Tenho certeza de que o presidente da República vai fazer uso de sua atribuição. Não tem por que o presidente da República renunciar à atribuição de encaminhar um indicado ao Supremo Tribunal Federal.

Randolfe Rodrigues

O senador afirmou ainda que o momento para a nova indicação será definido mais adiante e que Lula deve avaliar quando apresentar o próximo nome ao Senado. Para Randolfe, o “próximo passo” agora cabe ao governo.

Perfil do indicado fica a cargo do presidente

Questionado sobre o possível perfil do novo indicado ou da nova indicada, Randolfe limitou-se a dizer que essa decisão é uma atribuição do presidente da República.

Na oposição, a avaliação é de que a próxima indicação ao STF deveria ficar para o presidente eleito em outubro deste ano.

Oposição pede que Senado não receba nova indicação

Na sessão do Congresso Nacional desta quinta-feira, o líder da oposição do Senado, senador Rogério Marinho (PL-RN), pediu que o presidente do Senado, Davi Alcolumbre (União-AP), não aceite uma nova indicação de Lula para a Corte.

O senhor, que preside o Congresso Nacional, não recepcione a possibilidade de nos debruçarmos, de novo, sobre uma escolha para o Supremo Tribunal Federal. Nós teremos um pleito agora, em outubro, teremos um recesso, em julho

Rogério Marinho

De acordo com o relato, Alcolumbre não respondeu ao questionamento feito pelo senador oposicionista durante a sessão.

Lideranças governistas rejeitam essa possibilidade e reforçam que Lula mantém a prerrogativa até o fim do mandato. Randolfe voltou a defender que o presidente não deve abrir mão da atribuição, afirmando que até 1º de janeiro o presidente é Luiz Inácio Lula da Silva.
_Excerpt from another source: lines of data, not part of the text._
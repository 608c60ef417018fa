use crate::suite_metadata::TestCase;
use crate::suite_registrar::{create_configured_test, RegisteredTest, TestFramework};

/// An insertion-ordered collection of test cases registered as a unit.
#[derive(Debug, Clone)]
pub struct TestSuite {
    name: String,
    cases: Vec<TestCase>,
}

impl TestSuite {
    pub fn new(name: impl Into<String>) -> Self {
        Self {
            name: name.into(),
            cases: Vec::new(),
        }
    }

    pub fn with_case(mut self, case: TestCase) -> Self {
        self.add_case(case);
        self
    }

    pub fn add_case(&mut self, case: TestCase) {
        self.cases.push(case);
    }

    pub fn name(&self) -> &str {
        &self.name
    }

    pub fn cases(&self) -> &[TestCase] {
        &self.cases
    }
}

/// Derives a human-readable display name from a case identifier by
/// splitting on capitalization boundaries and underscores and lowercasing:
/// `mobileLoginTest` and `mobile_login_test` both become
/// `mobile login test`.
pub fn display_name(ident: &str) -> String {
    let mut words: Vec<String> = Vec::new();
    let mut current = String::new();
    for ch in ident.chars() {
        if ch == '_' || ch == '-' || ch.is_whitespace() {
            if !current.is_empty() {
                words.push(std::mem::take(&mut current));
            }
            continue;
        }
        if ch.is_ascii_uppercase() && !current.is_empty() {
            words.push(std::mem::take(&mut current));
        }
        current.push(ch.to_ascii_lowercase());
    }
    if !current.is_empty() {
        words.push(current);
    }
    words.join(" ")
}

/// Registers every case of the suite, in declaration order, under its
/// derived display name. Order only affects display grouping.
pub fn register_suite(
    framework: &mut dyn TestFramework,
    suite: &TestSuite,
) -> Vec<RegisteredTest> {
    tracing::debug!(
        suite = suite.name(),
        cases = suite.cases.len(),
        "registering test suite"
    );
    suite
        .cases()
        .iter()
        .map(|case| {
            let name = display_name(case.ident());
            create_configured_test(framework, case, &name)
        })
        .collect()
}
use std::fmt;
use std::future::Future;
use std::sync::Arc;

use futures_util::future::BoxFuture;
use thiserror::Error;

use crate::suite_catalog::{
    device_config, location_config, ConfigTag, DeviceConfig, DeviceTag, LocationConfig,
    LocationTag,
};
use crate::suite_registrar::TestFixtures;

/// Async test body invoked with framework-provided fixtures.
pub type TestBody =
    Arc<dyn Fn(TestFixtures) -> BoxFuture<'static, anyhow::Result<()>> + Send + Sync>;

/// Wraps an async closure into a storable [`TestBody`].
pub fn test_body<F, Fut>(body: F) -> TestBody
where
    F: Fn(TestFixtures) -> Fut + Send + Sync + 'static,
    Fut: Future<Output = anyhow::Result<()>> + Send + 'static,
{
    Arc::new(move |fixtures| Box::pin(body(fixtures)))
}

/// Declaration-time configuration failure. Fatal for the test file being
/// declared; nothing is registered for the offending case.
#[derive(Debug, Clone, PartialEq, Eq, Error)]
pub enum ConfigurationError {
    #[error("configuration tags can only be applied to method-shaped targets; identifier '{ident}' is blank")]
    NotMethodShaped { ident: String },
}

#[derive(Debug, Clone, Default, PartialEq)]
/// Accumulated configuration fragments for one test case.
pub struct TestMetadata {
    pub device_config: Option<DeviceConfig>,
    pub location_config: Option<LocationConfig>,
    pub should_skip: bool,
}

/// A test body with its identifier and accumulated configuration carried
/// alongside it. Two cases built from the same closure are still distinct;
/// there is no process-wide store keyed by function identity.
#[derive(Clone)]
pub struct TestCase {
    ident: String,
    body: TestBody,
    metadata: TestMetadata,
}

impl TestCase {
    pub fn new(ident: impl Into<String>, body: TestBody) -> Result<Self, ConfigurationError> {
        let ident = ident.into();
        if ident.trim().is_empty() {
            return Err(ConfigurationError::NotMethodShaped { ident });
        }
        Ok(Self {
            ident,
            body,
            metadata: TestMetadata::default(),
        })
    }

    pub fn ident(&self) -> &str {
        &self.ident
    }

    pub fn metadata(&self) -> &TestMetadata {
        &self.metadata
    }

    pub fn body(&self) -> TestBody {
        Arc::clone(&self.body)
    }

    /// Merges the tag's fragment into this case, leaving other fragments
    /// untouched. Re-applying the same fragment type overwrites it.
    pub fn apply_tag(&mut self, tag: ConfigTag) {
        match tag {
            ConfigTag::Mobile => {
                self.metadata.device_config = Some(device_config(DeviceTag::Mobile));
            }
            ConfigTag::Desktop => {
                self.metadata.device_config = Some(device_config(DeviceTag::Desktop));
            }
            ConfigTag::London => {
                self.metadata.location_config = Some(location_config(LocationTag::London));
            }
            ConfigTag::NewYork => {
                self.metadata.location_config = Some(location_config(LocationTag::NewYork));
            }
            ConfigTag::Skip => {
                self.metadata.should_skip = true;
            }
        }
        tracing::debug!(
            tag = tag.as_keyword(),
            case = %self.ident,
            "applied configuration tag"
        );
    }

    pub fn with_tag(mut self, tag: ConfigTag) -> Self {
        self.apply_tag(tag);
        self
    }

    pub fn with_device(self, tag: DeviceTag) -> Self {
        self.with_tag(tag.into())
    }

    pub fn with_location(self, tag: LocationTag) -> Self {
        self.with_tag(tag.into())
    }

    pub fn with_skip(self) -> Self {
        self.with_tag(ConfigTag::Skip)
    }
}

impl fmt::Debug for TestCase {
    fn fmt(&self, f: &mut fmt::Formatter<'_>) -> fmt::Result {
        f.debug_struct("TestCase")
            .field("ident", &self.ident)
            .field("metadata", &self.metadata)
            .finish_non_exhaustive()
    }
}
Alcolumbre não comentou após rejeição a Jorge Messias

Consultados pela Agência Brasil, os líderes da oposição do Senado Flávio Bolsonaro (PL-RJ), Eduardo Girão (Novo-CE) e Rogério Marinho (PL-RN) não confirmaram uma notícia veiculada na imprensa de que Alcolumbre teria dito que não pautaria uma nova indicação do Planalto.

O presidente do Senado não falou com a imprensa desde o fim da votação que rejeitou Jorge Messias para a vaga aberta no STF, no lugar do ministro aposentado Luís Roberto Barroso, que deixou a Corte em outubro do ano passado.

Randolfe atribui derrota ao calendário eleitoral

Randolfe argumentou que a derrota de Messias era esperada diante do cenário político atual, marcado pela proximidade do calendário eleitoral. Na avaliação do senador, a votação não refletiu uma análise do currículo do indicado.

Para o líder do governo, a escolha acabou influenciada pela disputa eleitoral e foi usada pela oposição como parte desse movimento político.